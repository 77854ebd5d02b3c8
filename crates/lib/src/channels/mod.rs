//! Communication channels.
//!
//! Inbound webhook payload types, the outbound [`ReplyNotifier`] seam, and the
//! LINE Messaging API client that implements it.

mod inbound;
mod line;
mod notifier;

pub use inbound::{
    InboundEvent, MessageContent, PayloadRejection, ReplyToken, WebhookEvent, WebhookMessage,
    WebhookPayload,
};
pub use line::LineChannel;
pub use notifier::{DeliveryError, ReplyNotifier};
//! linehook core library: config, channels, reply selection, and the webhook gateway
//! used by the `linehook` CLI.

pub mod channels;
pub mod config;
pub mod gateway;
pub mod reply;
//! Shared helpers: serve the gateway router on a free loopback port.

use linehook::channels::ReplyNotifier;
use linehook::gateway::{self, GatewayState, RateLimit, RequestThrottle};
use std::net::SocketAddr;
use std::sync::Arc;
use std::time::Duration;

pub const DEFAULT_LIMIT: RateLimit = RateLimit {
    max_requests: 10,
    window: Duration::from_secs(60),
};

/// Start the gateway with the given notifier and limit; the server task runs until the test ends.
pub async fn start_gateway(notifier: Arc<dyn ReplyNotifier>, limit: RateLimit) -> SocketAddr {
    let state = GatewayState::new(notifier, RequestThrottle::new(limit, false));
    let app = gateway::build_gateway_app(state);
    let listener = tokio::net::TcpListener::bind("127.0.0.1:0")
        .await
        .expect("bind free port");
    let addr = listener.local_addr().expect("local_addr");
    tokio::spawn(async move {
        axum::serve(
            listener,
            app.into_make_service_with_connect_info::<SocketAddr>(),
        )
        .await
        .expect("serve gateway");
    });
    addr
}

pub fn text_event_body(reply_token: &str, text: &str) -> serde_json::Value {
    serde_json::json!({
        "events": [{
            "type": "message",
            "replyToken": reply_token,
            "message": { "type": "text", "text": text }
        }]
    })
}
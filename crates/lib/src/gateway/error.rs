//! Webhook failure kinds and their HTTP mapping.
//!
//! Bodies never carry remote or internal detail; that goes to the log only.

use crate::channels::DeliveryError;
use axum::{
    http::{header, HeaderValue, StatusCode},
    response::{IntoResponse, Response},
};
use std::time::Duration;

/// Body of a throttled webhook request.
pub const RATE_LIMIT_MESSAGE: &str = "Too many requests, please try again later.";

#[derive(Debug, thiserror::Error)]
pub enum WebhookError {
    /// Payload failed shape validation; no reply was attempted.
    #[error("invalid request data: {0}")]
    MalformedRequest(&'static str),
    /// The reply call failed (transport error or non-2xx).
    #[error("failed to send message to LINE API: {0}")]
    DeliveryFailed(#[from] DeliveryError),
    /// Client exceeded its request budget for the current window.
    #[error("rate limited, retry after {}s", .retry_after.as_secs())]
    RateLimited { retry_after: Duration },
}

impl WebhookError {
    pub fn status(&self) -> StatusCode {
        match self {
            WebhookError::MalformedRequest(_) => StatusCode::BAD_REQUEST,
            WebhookError::DeliveryFailed(_) => StatusCode::INTERNAL_SERVER_ERROR,
            WebhookError::RateLimited { .. } => StatusCode::TOO_MANY_REQUESTS,
        }
    }
}

impl IntoResponse for WebhookError {
    fn into_response(self) -> Response {
        match self {
            WebhookError::RateLimited { retry_after } => {
                let secs = retry_after.as_secs().max(1);
                let mut response = (StatusCode::TOO_MANY_REQUESTS, RATE_LIMIT_MESSAGE).into_response();
                if let Ok(value) = HeaderValue::from_str(&secs.to_string()) {
                    response.headers_mut().insert(header::RETRY_AFTER, value);
                }
                response
            }
            other => other.status().into_response(),
        }
    }
}
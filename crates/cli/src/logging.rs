//! Log sinks: JSON lines on the console, error-level lines also appended to a file.

use anyhow::{Context, Result};
use std::fs::{File, OpenOptions};
use std::io::Write;
use std::path::Path;
use std::sync::Mutex;

fn json_line(record: &log::Record) -> serde_json::Value {
    serde_json::json!({
        "timestamp": chrono::Utc::now().to_rfc3339_opts(chrono::SecondsFormat::Millis, true),
        "level": record.level().as_str().to_lowercase(),
        "target": record.target(),
        "message": record.args().to_string(),
    })
}

/// Write one record to the console; error-level records also go to `error_file` when set.
/// A failing error file never blocks console output.
fn write_record<C: Write + ?Sized, F: Write>(
    record: &log::Record,
    console: &mut C,
    error_file: Option<&Mutex<F>>,
) -> std::io::Result<()> {
    let line = json_line(record);
    if record.level() == log::Level::Error {
        if let Some(file) = error_file {
            if let Ok(mut f) = file.lock() {
                let _ = writeln!(f, "{}", line);
            }
        }
    }
    writeln!(console, "{}", line)
}

/// Install the global logger. Default filter is `info`; RUST_LOG overrides it.
/// Fails if the error log cannot be opened or a logger is already installed.
pub fn init(error_log: Option<&Path>) -> Result<()> {
    let error_file: Option<Mutex<File>> = match error_log {
        Some(path) => {
            let file = OpenOptions::new()
                .create(true)
                .append(true)
                .open(path)
                .with_context(|| format!("opening error log {}", path.display()))?;
            Some(Mutex::new(file))
        }
        None => None,
    };

    env_logger::Builder::from_env(env_logger::Env::default().default_filter_or("info"))
        .format(move |buf, record| write_record(record, buf, error_file.as_ref()))
        .try_init()
        .context("installing logger")
}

——

**Your goal:** Find "RateLimited" in the preceding records. Copy each line that holds it.

**Exercise answer:**
    RateLimited { retry_after: Duration },
            WebhookError::RateLimited { .. } => StatusCode::TOO_MANY_REQUESTS,
            WebhookError::RateLimited { retry_after } => {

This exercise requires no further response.